I think I have found the proof, but I am not so sure.


Recall the identity:

$$\tan x \equiv \frac{\sin x}{\cos x}$$

Recall the quotient rule:

(where $u$ and $v$ are each functions:) $$y=\frac{u}{v}, \quad \frac{dy}{dx}=\frac{v * \frac{du}{dx}-u* \frac{dv}{dx}}{v^2}$$

I did:

$u=\sin x$

$v = \cos x$

$\frac{du}{dx} = \cos x$

$\frac{dv}{dx} = -\sin x$

I believe that if you substitute all these values in, you get:

$$\frac{\cos^2x + \sin^2x}{\cos^2x}$$

Recall the identity:

$$\sin^2x + \cos^2x \equiv 1$$

This is the case on the top so:

$$\frac{dy}{dx}=\frac{1}{\cos^2x}$$


On the same webpage that I found these identities in, I also found that:

$$\sec^2x \equiv\frac{1}{\cos^2x}$$

This means that $$\frac{dy}{dx}=\sec^2x \equiv\frac{1}{\cos^2x}$$

But why does $\frac{1}{\cos^2x} \equiv \sec^2x $? I want a proof that the $\sec \leftarrow \rightarrow \cos$ identity works.
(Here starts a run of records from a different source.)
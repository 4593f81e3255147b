//! Chat completion handlers
//!
//! The streaming endpoint relays upstream token deltas as the normalized
//! SSE frame protocol; the non-streaming endpoint returns the completion
//! outcome as a single JSON body.

use crate::handlers::AppState;
use crate::models::chat::{ChatMessage, CompletionOutcome, TokenUsage};
use crate::models::wire::StreamFrame;
use crate::utils::error::AppError;
use crate::utils::logging::create_completion_log_summary;
use axum::response::sse::{Event, KeepAlive};
use axum::{
    extract::State,
    http::{header, StatusCode},
    response::{IntoResponse, Response, Sse},
    Json,
};
use futures::StreamExt;
use serde::{Deserialize, Serialize};
use std::sync::Arc;
use std::time::Duration;
use tokio_stream::wrappers::ReceiverStream;
use tracing::{debug, error};
use uuid::Uuid;

/// Chat completion request body
///
/// `modelId` defaults to the configured default model; `apiKey` carries
/// the caller's vendor key for BYOK models and is ignored otherwise.
#[derive(Debug, Deserialize)]
pub struct ChatRequest {
    pub messages: Vec<ChatMessage>,
    #[serde(rename = "modelId")]
    pub model_id: Option<String>,
    #[serde(rename = "apiKey")]
    pub api_key: Option<String>,
}

/// Non-streaming completion response body
#[derive(Debug, Serialize)]
#[serde(untagged)]
pub enum CompleteResponse {
    Success {
        message: String,
        #[serde(skip_serializing_if = "Option::is_none")]
        usage: Option<TokenUsage>,
    },
    Failure {
        error: String,
    },
}

fn validate_chat_request(request: &ChatRequest) -> Result<(), AppError> {
    if request.messages.is_empty() {
        return Err(AppError::Validation("Message list cannot be empty".to_string()));
    }

    if request.messages.iter().any(|msg| msg.content.trim().is_empty()) {
        return Err(AppError::Validation("Message content cannot be empty".to_string()));
    }

    Ok(())
}

/// Handle streaming chat completions
///
/// POST /api/chat/stream
///
/// Failures before the first upstream token (unroutable model, BYOK
/// streaming, exhausted retries) return a JSON `{ "error": ... }` body
/// with a non-OK status. Once streaming has started, failures surface as
/// a terminal error frame inside the SSE stream instead.
pub async fn handle_chat_stream(
    State(state): State<Arc<AppState>>,
    Json(request): Json<ChatRequest>,
) -> Result<Response, AppError> {
    validate_chat_request(&request)?;

    let model_id = request
        .model_id
        .unwrap_or_else(|| state.settings.openrouter.default_model.clone());

    let request_id = Uuid::new_v4();
    let summary = create_completion_log_summary(&request.messages, &model_id);
    debug!("[{}] Received streaming chat request: {}", request_id, summary);

    let upstream = state.gateway.complete_stream(&request.messages, &model_id).await?;

    let (tx, rx) = tokio::sync::mpsc::channel::<Result<Event, axum::Error>>(100);

    tokio::spawn(async move {
        let mut upstream = upstream;
        let mut full_message = String::new();

        while let Some(delta) = upstream.next().await {
            match delta {
                Ok(content) => {
                    if content.is_empty() {
                        continue;
                    }

                    full_message.push_str(&content);
                    let frame = StreamFrame::chunk(content, full_message.clone());

                    if tx.send(Ok(frame_event(&frame))).await.is_err() {
                        debug!("Client disconnected");
                        return;
                    }
                }
                Err(e) => {
                    error!("[{}] Upstream streaming error: {}", request_id, e);
                    let frame = StreamFrame::error("Error processing streaming response");
                    let _ = tx.send(Ok(frame_event(&frame))).await;
                    return;
                }
            }
        }

        let frame = StreamFrame::done(&full_message);
        let _ = tx.send(Ok(frame_event(&frame))).await;
    });

    let stream = ReceiverStream::new(rx);
    let sse = Sse::new(stream).keep_alive(
        KeepAlive::new()
            .interval(Duration::from_secs(15))
            .text("keep-alive"),
    );

    debug!("[{}] Starting streaming response transmission", request_id);
    Ok(([(header::CACHE_CONTROL, "no-cache")], sse).into_response())
}

/// Encode a frame as an SSE event
///
/// The `data: ` prefix and trailing blank line are added by the SSE
/// writer; only the JSON payload goes into the event.
fn frame_event(frame: &StreamFrame) -> Event {
    // Frame fields are plain strings, serialization cannot fail
    let json = serde_json::to_string(frame).unwrap_or_default();
    Event::default().data(json)
}

/// Handle preflight requests for the streaming endpoint
///
/// OPTIONS /api/chat/stream
pub async fn handle_stream_preflight() -> StatusCode {
    StatusCode::OK
}

/// Handle non-streaming chat completions
///
/// POST /api/chat/complete
///
/// Expected provider failures (missing BYOK key, exhausted retries,
/// unknown model) come back as a 200 with an `{ "error": ... }` body:
/// the outcome shape is the contract, not the status code.
pub async fn handle_chat_complete(
    State(state): State<Arc<AppState>>,
    Json(request): Json<ChatRequest>,
) -> Result<Json<CompleteResponse>, AppError> {
    validate_chat_request(&request)?;

    let model_id = request
        .model_id
        .unwrap_or_else(|| state.settings.openrouter.default_model.clone());

    let summary = create_completion_log_summary(&request.messages, &model_id);
    debug!("Received chat completion request: {}", summary);

    let outcome = state
        .gateway
        .complete(&request.messages, &model_id, request.api_key.as_deref())
        .await;

    let response = match outcome {
        CompletionOutcome::Success { message, usage } => {
            CompleteResponse::Success { message, usage }
        }
        CompletionOutcome::Failure { error } => CompleteResponse::Failure { error },
    };

    Ok(Json(response))
}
From my research, not much has touched on this, so how is it provable that $\frac{dy}{dx}$ of $\tan x = \sec x^2$?

P.S. I have a hunch that it is something that is taken for granted, and that we don't necessarily have to know this.

P.P.S. Could you check this proof for me, and state if I have missed any steps?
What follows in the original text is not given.